Stored items:

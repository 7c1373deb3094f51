use std::collections::HashMap;

use crate::{GtfsFeed, NoticeContainer, NoticeSeverity, ValidationNotice, Validator};

const CODE_OVERLAPPING_FREQUENCY: &str = "overlapping_frequency";

#[derive(Debug, Default)]
pub struct OverlappingFrequencyValidator;

impl Validator for OverlappingFrequencyValidator {
    fn name(&self) -> &'static str {
        "overlapping_frequency"
    }

    fn validate(&self, feed: &GtfsFeed, notices: &mut NoticeContainer) {
        let Some(frequencies) = &feed.frequencies else {
            return;
        };

        let mut by_trip: HashMap<&str, Vec<(u64, &gtfs_model::Frequency)>> = HashMap::new();
        for (index, freq) in frequencies.rows.iter().enumerate() {
            let row_number = frequencies.row_number(index);
            let trip_id = freq.trip_id.trim();
            if trip_id.is_empty() {
                continue;
            }
            by_trip.entry(trip_id).or_default().push((row_number, freq));
        }

        for freqs in by_trip.values_mut() {
            freqs.sort_by(|(_, a), (_, b)| {
                let start_cmp = a
                    .start_time
                    .total_seconds()
                    .cmp(&b.start_time.total_seconds());
                if start_cmp != std::cmp::Ordering::Equal {
                    return start_cmp;
                }
                let end_cmp = a.end_time.total_seconds().cmp(&b.end_time.total_seconds());
                if end_cmp != std::cmp::Ordering::Equal {
                    return end_cmp;
                }
                a.headway_secs.cmp(&b.headway_secs)
            });

            for window in freqs.windows(2) {
                let (prev_row, prev) = window[0];
                let (curr_row, curr) = window[1];
                if curr.start_time.total_seconds() < prev.end_time.total_seconds() {
                    let mut notice = ValidationNotice::new(
                        CODE_OVERLAPPING_FREQUENCY,
                        NoticeSeverity::Error,
                        "frequencies overlap for a trip",
                    );
                    notice.insert_context_field("currCsvRowNumber", curr_row);
                    notice.insert_context_field("currStartTime", curr.start_time);
                    notice.insert_context_field("prevCsvRowNumber", prev_row);
                    notice.insert_context_field("prevEndTime", prev.end_time);
                    notice.insert_context_field("tripId", curr.trip_id.as_str());
                    notice.field_order = vec![
                        "currCsvRowNumber".to_string(),
                        "currStartTime".to_string(),
                        "prevCsvRowNumber".to_string(),
                        "prevEndTime".to_string(),
                        "tripId".to_string(),
                    ];
                    notices.push(notice);
                }
            }
        }
    }
}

*Task to complete*:
The response must contain each line above that holds the string "OverlappingFrequencyValidator".

*Output for this task*:
pub struct OverlappingFrequencyValidator;
impl Validator for OverlappingFrequencyValidator {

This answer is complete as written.